Le journal "Past" écrit : "L'environnement de sécurité du pays et les problèmes urgents actuels restent au centre de l'attention du public. La situation en première ligne, l'efficacité de la protection des frontières et les défis qui attendent les mois froids nécessitent des calculs clairs et la responsabilité de l'État, pas seulement des déclarations.
Le général de division Archak Karapetyan, chef du mouvement « Front pan-arménien » et ancien ministre de la Défense de la République d'Arménie, a présenté ses observations sur ces questions dans une conversation avec le journal « Past ».
Évoquant les principaux défis en matière de sécurité, il a noté que, malgré les complications existantes, le système de défense fonctionne dans une certaine mesure et assure, par exemple, la protection de la frontière arméno-turque.

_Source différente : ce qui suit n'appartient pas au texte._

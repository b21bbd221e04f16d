//! Canvas controller state and the style/mode/request API.

use crate::config::Config;
use crate::draw::{Color, DrawSurface, RasterSurface, SurfaceError};
use crate::input::{
    mode::Mode,
    pointer::PointerTracker,
    requests::{ColorRequest, ColorTarget, DialogRequest, TextRequest},
    stroke::{ColorChoice, DEFAULT_RAINBOW_STEP, StrokeState, ThicknessChoice},
};
use crate::util::{Point, Rect};
use log::{debug, info, warn};

/// Pending dirty rectangles kept before they are collapsed into one full-canvas region.
const MAX_PENDING_REGIONS: usize = 256;

/// Callback invoked with each damaged region after the buffer changed.
pub type ChangeListener = Box<dyn FnMut(Rect)>;

/// The drawing state machine.
///
/// Owns the surface, the active [`Mode`], the [`PointerTracker`] and the
/// [`StrokeState`]. The host feeds it pointer events and style changes one at a
/// time; each call runs to completion, mutating the buffer synchronously.
pub struct CanvasController<S: DrawSurface = RasterSurface> {
    /// Pixel buffer; only touched through its primitives
    pub(super) surface: S,
    /// Active drawing mode
    pub(super) mode: Mode,
    /// Points buffered for the gesture in progress
    pub(super) pointer: PointerTracker,
    /// Current color, thickness and rainbow cursor
    pub(super) stroke: StrokeState,
    /// Color used by clear and the eraser
    pub(super) background: Color,
    /// Hue advance per rainbow segment
    pub(super) rainbow_step: f64,
    /// Dialog requests waiting for the host
    pending_requests: Vec<DialogRequest>,
    /// Damage waiting for the host when no listener is registered
    dirty_regions: Vec<Rect>,
    /// Optional push-style buffer-changed signal
    change_listener: Option<ChangeListener>,
    /// Whether the buffer changed since the host last repainted
    pub needs_redraw: bool,
}

impl CanvasController<RasterSurface> {
    /// Builds a controller over a freshly allocated raster surface described by `config`.
    ///
    /// # Errors
    /// Returns an error if the surface cannot be allocated.
    pub fn from_config(config: &Config) -> Result<Self, SurfaceError> {
        let background = config.canvas.background.to_color();
        let surface = RasterSurface::new(
            config.canvas.width as i32,
            config.canvas.height as i32,
            background,
            config.text.font_descriptor(),
        )?;

        let mut controller = Self::new(surface, background);
        controller.set_stroke_color(config.drawing.default_color.to_choice());
        controller.set_stroke_thickness(config.drawing.default_thickness.to_choice());
        controller.set_rainbow_step(config.drawing.rainbow_step);

        info!(
            "Canvas ready: {}x{}, background {}",
            config.canvas.width, config.canvas.height, background
        );
        Ok(controller)
    }
}

impl<S: DrawSurface> CanvasController<S> {
    /// Wraps `surface`, filling it with `background`.
    ///
    /// Starts in [`Mode::Pen`] with a black, regular-thickness stroke.
    pub fn new(surface: S, background: Color) -> Self {
        let mut controller = Self {
            surface,
            mode: Mode::default(),
            pointer: PointerTracker::new(),
            stroke: StrokeState::new(),
            background,
            rainbow_step: DEFAULT_RAINBOW_STEP,
            pending_requests: Vec::new(),
            dirty_regions: Vec::new(),
            change_listener: None,
            needs_redraw: true,
        };
        controller.surface.clear(background);
        controller.signal_changes();
        controller
    }

    pub fn surface(&self) -> &S {
        &self.surface
    }

    /// Mutable access for hosts that need to read pixels back.
    pub fn surface_mut(&mut self) -> &mut S {
        &mut self.surface
    }

    pub fn mode(&self) -> Mode {
        self.mode
    }

    pub fn pointer(&self) -> &PointerTracker {
        &self.pointer
    }

    pub fn stroke(&self) -> &StrokeState {
        &self.stroke
    }

    pub fn background(&self) -> Color {
        self.background
    }

    /// Hue advance applied per rainbow segment.
    pub fn rainbow_step(&self) -> f64 {
        self.rainbow_step
    }

    /// Overrides the hue advance applied per rainbow segment.
    pub fn set_rainbow_step(&mut self, step: f64) {
        if step > 0.0 && step < 1.0 {
            self.rainbow_step = step;
        } else {
            warn!("Ignoring rainbow step {step}; must lie in (0, 1)");
        }
    }

    // ------------------------------------------------------------------------
    // Mode
    // ------------------------------------------------------------------------

    /// Switches the active mode and drops any partially collected gesture.
    ///
    /// The pointer buffer is cleared even when `mode` is already active.
    pub fn set_mode(&mut self, mode: Mode) {
        if self.mode != mode {
            debug!("Mode changed from {} to {}", self.mode, mode);
        }
        self.mode = mode;
        self.pointer.clear();
    }

    /// Switches mode by name; unknown names are ignored.
    ///
    /// Returns whether the name was recognised.
    pub fn set_mode_named(&mut self, name: &str) -> bool {
        match name.parse::<Mode>() {
            Ok(mode) => {
                self.set_mode(mode);
                true
            }
            Err(()) => {
                warn!("Unknown mode '{name}', keeping {}", self.mode);
                false
            }
        }
    }

    /// Switches mode by numeric index; out-of-range values are ignored.
    pub fn set_mode_index(&mut self, index: i32) -> bool {
        match Mode::from_index(index) {
            Some(mode) => {
                self.set_mode(mode);
                true
            }
            None => {
                warn!("Mode index {index} out of range, keeping {}", self.mode);
                false
            }
        }
    }

    // ------------------------------------------------------------------------
    // Style
    // ------------------------------------------------------------------------

    pub fn set_stroke_color(&mut self, choice: ColorChoice) {
        self.stroke.set_color(choice);
    }

    /// Sets the stroke color by name (see [`ColorChoice::parse`] for the fallback).
    pub fn set_stroke_color_named(&mut self, name: &str) {
        self.set_stroke_color(ColorChoice::parse(name));
    }

    /// Returns `false` when the thickness was rejected and left unchanged.
    pub fn set_stroke_thickness(&mut self, choice: ThicknessChoice) -> bool {
        self.stroke.set_thickness(choice)
    }

    /// Sets the thickness by name (see [`ThicknessChoice::parse`] for the fallback).
    pub fn set_stroke_thickness_named(&mut self, name: &str) -> bool {
        self.set_stroke_thickness(ThicknessChoice::parse(name))
    }

    /// Changes the color used by [`clear`](Self::clear) and the eraser.
    ///
    /// Pixels already in the buffer are left as they are.
    pub fn set_background_color(&mut self, color: Color) {
        debug!("Background color set to {color}");
        self.background = color;
    }

    // ------------------------------------------------------------------------
    // Buffer
    // ------------------------------------------------------------------------

    /// Fills the buffer with the background color.
    pub fn clear(&mut self) {
        self.surface.clear(self.background);
        self.signal_changes();
        debug!("Canvas cleared to {}", self.background);
    }

    /// Registers the buffer-changed signal. Damage accumulated so far is delivered
    /// right away; from then on regions go to the listener instead of
    /// [`take_dirty_regions`](Self::take_dirty_regions).
    pub fn on_buffer_changed(&mut self, listener: impl FnMut(Rect) + 'static) {
        let mut listener: ChangeListener = Box::new(listener);
        for region in self.dirty_regions.drain(..) {
            listener(region);
        }
        self.change_listener = Some(listener);
    }

    /// Drains damage accumulated since the last call.
    pub fn take_dirty_regions(&mut self) -> Vec<Rect> {
        std::mem::take(&mut self.dirty_regions)
    }

    /// Clamps a pointer position into the canvas.
    pub(super) fn clamp(&self, point: Point) -> Point {
        let (width, height) = self.surface.size();
        point.clamped(width, height)
    }

    /// Collects damage from the surface and forwards it to the host.
    pub(super) fn signal_changes(&mut self) {
        let regions = self.surface.take_dirty_regions();
        if regions.is_empty() {
            return;
        }
        self.needs_redraw = true;

        if let Some(listener) = self.change_listener.as_mut() {
            for region in regions {
                listener(region);
            }
            return;
        }

        self.dirty_regions.extend(regions);
        if self.dirty_regions.len() > MAX_PENDING_REGIONS {
            let (width, height) = self.surface.size();
            self.dirty_regions = Rect::new(0, 0, width, height).into_iter().collect();
        }
    }

    // ------------------------------------------------------------------------
    // Dialog requests
    // ------------------------------------------------------------------------

    /// Queues a color dialog request for `target`.
    pub fn request_color(&mut self, target: ColorTarget) {
        debug!("Queued color request for {target:?}");
        self.pending_requests
            .push(DialogRequest::Color(ColorRequest { target }));
    }

    pub(super) fn request_text(&mut self, anchor: Point) {
        debug!("Queued text request at {anchor}");
        self.pending_requests
            .push(DialogRequest::Text(TextRequest { anchor }));
    }

    /// Takes the requests queued since the last call, oldest first.
    pub fn take_pending_requests(&mut self) -> Vec<DialogRequest> {
        std::mem::take(&mut self.pending_requests)
    }

    /// Applies the text dialog's answer. Only a non-empty string draws anything.
    pub fn complete_text(&mut self, request: TextRequest, response: Option<String>) {
        let Some(text) = response.filter(|text| !text.is_empty()) else {
            debug!("Text request at {} cancelled", request.anchor);
            return;
        };

        let anchor = self.clamp(request.anchor);
        self.surface.draw_text(anchor, &text, self.stroke.color());
        self.signal_changes();
    }

    /// Applies the color dialog's answer to the requested target; `None` is a no-op.
    pub fn complete_color(&mut self, request: ColorRequest, response: Option<Color>) {
        let Some(color) = response else {
            debug!("Color request for {:?} cancelled", request.target);
            return;
        };

        match request.target {
            ColorTarget::Stroke => self.set_stroke_color(ColorChoice::Explicit(color)),
            ColorTarget::Background => self.set_background_color(color),
        }
    }
}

Cependant, dans le contexte des débats en cours au Parlement sur la question de savoir qui doit garder cette frontière, Karapetyan a émis une observation sévère. "Je suggère aux responsables qui prétendent que nos gardes-frontières sont prêts à entreprendre cette mission d'assurer d'abord la pleine protection de la frontière arméno-azerbaïdjanaise. Ce n'est pas une accusation. Dans les conditions créées par les actions du gouvernement, le soldat arménien accomplit héroïquement les tâches qui lui sont assignées. »
Selon la conviction de l'ancien ministre de la Défense, seule la présence de soldats et la volonté de se battre ne suffisent pas à l'inviolabilité de la frontière. des décisions politiques correctes et des relations extérieures équilibrées sont cruciales. Il a souligné qu'aujourd'hui, les positions à Moscou ont été perdues, qu'aucune position spéciale n'a été créée à Washington et que les relations avec l'Europe sont de nature seulement formelle.

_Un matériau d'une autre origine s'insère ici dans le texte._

//! The persistent raster buffer and the primitives that mutate it.
//!
//! [`DrawSurface`] names the primitives the input state machine relies on;
//! [`RasterSurface`] implements them on a fixed-size Cairo image surface. Every
//! primitive burns its result into the pixels immediately and records the damaged
//! area so the host knows what to repaint.

use super::bounds::{
    bounding_box_for_dot, bounding_box_for_extents, bounding_box_for_segment,
};
use super::color::Color;
use super::dirty::DirtyTracker;
use super::font::FontDescriptor;
use super::style::StrokeStyle;
use crate::util::{Point, Rect};
use log::{debug, warn};
use thiserror::Error;

/// Errors that can occur while allocating a surface.
#[derive(Debug, Error)]
pub enum SurfaceError {
    #[error("canvas size {width}x{height} must be positive")]
    InvalidSize { width: i32, height: i32 },

    #[error("failed to allocate raster buffer: {0}")]
    Cairo(#[from] cairo::Error),
}

/// Drawing primitives over a fixed-size pixel buffer.
///
/// Implementations receive only in-bounds points; callers clamp pointer input first.
/// None of the primitives can fail.
pub trait DrawSurface {
    /// Fixed `(width, height)` of the buffer.
    fn size(&self) -> (i32, i32);

    /// Fills the whole buffer with `background`, discarding all prior drawing.
    fn clear(&mut self, background: Color);

    /// Straight stroke from `from` to `to` with round caps and joins.
    fn draw_segment(&mut self, from: Point, to: Point, style: StrokeStyle);

    /// Closed triangle outline, drawn as the segments a→b, b→c, c→a in that order.
    fn draw_triangle(&mut self, a: Point, b: Point, c: Point, style: StrokeStyle) {
        self.draw_segment(a, b, style);
        self.draw_segment(b, c, style);
        self.draw_segment(c, a, style);
    }

    /// Filled circle of the given diameter centred on `at`.
    fn stamp_dot(&mut self, at: Point, diameter: u32, color: Color);

    /// Single line of text whose baseline starts at `at`.
    fn draw_text(&mut self, at: Point, text: &str, color: Color);

    /// Drains the regions damaged since the previous call.
    fn take_dirty_regions(&mut self) -> Vec<Rect>;
}

/// Cairo-backed pixel buffer.
///
/// The buffer uses [`cairo::Format::Rgb24`] and is allocated once; its dimensions
/// never change. Contexts are created per primitive so the surface stays
/// exclusively owned between operations, which keeps the pixel data readable.
pub struct RasterSurface {
    surface: cairo::ImageSurface,
    width: i32,
    height: i32,
    font: FontDescriptor,
    dirty: DirtyTracker,
}

impl RasterSurface {
    /// Allocates a `width` x `height` buffer filled with `background`.
    ///
    /// # Errors
    /// Returns an error if either dimension is not positive or Cairo cannot allocate
    /// the image.
    pub fn new(
        width: i32,
        height: i32,
        background: Color,
        font: FontDescriptor,
    ) -> Result<Self, SurfaceError> {
        if width <= 0 || height <= 0 {
            return Err(SurfaceError::InvalidSize { width, height });
        }

        let surface = cairo::ImageSurface::create(cairo::Format::Rgb24, width, height)?;
        let mut raster = Self {
            surface,
            width,
            height,
            font,
            dirty: DirtyTracker::new(),
        };
        raster.clear(background);

        debug!("Allocated {width}x{height} raster surface");
        Ok(raster)
    }

    /// The underlying image, for hosts that blit it to the screen.
    pub fn image(&self) -> &cairo::ImageSurface {
        &self.surface
    }

    /// Reads back a single pixel, or `None` outside the canvas.
    pub fn pixel(&mut self, at: Point) -> Option<Color> {
        let bounds = Rect::new(0, 0, self.width, self.height)?;
        if !bounds.contains(at) {
            return None;
        }

        self.surface.flush();
        let stride = self.surface.stride() as usize;
        let data = self.surface.data().ok()?;
        let offset = at.y as usize * stride + at.x as usize * 4;
        let bytes: [u8; 4] = data.get(offset..offset + 4)?.try_into().ok()?;
        Some(unpack_rgb24(u32::from_ne_bytes(bytes)))
    }

    /// Counts the pixels whose color differs from `color`.
    pub fn count_pixels_unlike(&mut self, color: Color) -> usize {
        self.surface.flush();
        let stride = self.surface.stride() as usize;
        let row_bytes = self.width as usize * 4;
        let Ok(data) = self.surface.data() else {
            warn!("Raster buffer is borrowed elsewhere; cannot inspect pixels");
            return 0;
        };

        data.chunks(stride)
            .take(self.height as usize)
            .flat_map(|row| row[..row_bytes].chunks_exact(4))
            .filter(|px| {
                let word = u32::from_ne_bytes([px[0], px[1], px[2], px[3]]);
                unpack_rgb24(word) != color
            })
            .count()
    }

    fn context(&self) -> Option<cairo::Context> {
        match cairo::Context::new(&self.surface) {
            Ok(ctx) => Some(ctx),
            Err(err) => {
                warn!("Failed to create drawing context: {err}");
                None
            }
        }
    }
}

fn unpack_rgb24(word: u32) -> Color {
    Color::new((word >> 16) as u8, (word >> 8) as u8, word as u8)
}

fn set_source(ctx: &cairo::Context, color: Color) {
    let (r, g, b) = color.to_unit_rgb();
    ctx.set_source_rgb(r, g, b);
}

impl DrawSurface for RasterSurface {
    fn size(&self) -> (i32, i32) {
        (self.width, self.height)
    }

    fn clear(&mut self, background: Color) {
        if let Some(ctx) = self.context() {
            set_source(&ctx, background);
            ctx.set_operator(cairo::Operator::Source);
            let _ = ctx.paint();
        }
        self.dirty.mark_full();
    }

    fn draw_segment(&mut self, from: Point, to: Point, style: StrokeStyle) {
        if let Some(ctx) = self.context() {
            set_source(&ctx, style.color);
            ctx.set_line_width(style.thickness as f64);
            ctx.set_line_cap(cairo::LineCap::Round);
            ctx.set_line_join(cairo::LineJoin::Round);

            let (x1, y1) = from.centre();
            let (x2, y2) = to.centre();
            ctx.move_to(x1, y1);
            ctx.line_to(x2, y2);
            let _ = ctx.stroke();
        }
        self.dirty
            .mark_bounds(bounding_box_for_segment(from, to, style.thickness as f64));
    }

    fn stamp_dot(&mut self, at: Point, diameter: u32, color: Color) {
        if let Some(ctx) = self.context() {
            set_source(&ctx, color);
            let (cx, cy) = at.centre();
            let radius = (diameter as f64 / 2.0).max(0.5);
            ctx.arc(cx, cy, radius, 0.0, std::f64::consts::PI * 2.0);
            let _ = ctx.fill();
        }
        self.dirty.mark_bounds(bounding_box_for_dot(at, diameter));
    }

    fn draw_text(&mut self, at: Point, text: &str, color: Color) {
        if text.is_empty() {
            return;
        }
        let Some(ctx) = self.context() else {
            return;
        };

        let layout = pangocairo::functions::create_layout(&ctx);
        layout.set_font_description(Some(&self.font.to_pango()));
        layout.set_single_paragraph_mode(true);
        layout.set_text(text);

        // Pango positions layouts by their top-left corner; shift up to the baseline.
        let scale = pango::SCALE as f64;
        let baseline = layout.baseline() as f64 / scale;
        let top = at.y as f64 - baseline;

        set_source(&ctx, color);
        ctx.move_to(at.x as f64, top);
        pangocairo::functions::show_layout(&ctx, &layout);

        let (ink, _logical) = layout.extents();
        if let Some(rect) = bounding_box_for_extents(
            at.x as f64 + ink.x() as f64 / scale - 1.0,
            top + ink.y() as f64 / scale - 1.0,
            ink.width() as f64 / scale + 2.0,
            ink.height() as f64 / scale + 2.0,
        ) {
            self.dirty.mark_rect(rect);
        }
    }

    fn take_dirty_regions(&mut self) -> Vec<Rect> {
        self.dirty.take_regions(self.width, self.height)
    }
}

Un accent particulier a été mis sur la préparation de l'État aux mois froids à venir. L'orateur s'est dit préoccupé par le manque de clarté sur la préparation énergétique et économique du pays, alors que de nombreux États sont encore en train de résumer les rapports pertinents cet été.
"En Arménie, ils semblent avoir oublié que nous vivons dans des conditions climatiques difficiles. Le gouvernement adopte des lois européennes, déclare sur le maintien des frontières, mais il n'est pas précisé comment nous surmonterons l'hiver", a souligné Karapetyan, ajoutant qu'il était nécessaire de convoquer immédiatement des réunions gouvernementales et de présenter au public un plan d'action clair pour faire face à d'éventuelles crises.
En conclusion, Arshak Karapetyan a souligné qu'en tant que détective, il est de son devoir d'avertir des dangers possibles afin de tirer les bonnes conclusions. Selon lui, la sécurité énergétique est l'un des piliers les plus importants du monde moderne, et l'objectif premier du chef de l'Etat devrait être de servir les intérêts de l'État, "et non de conserver sa propre position".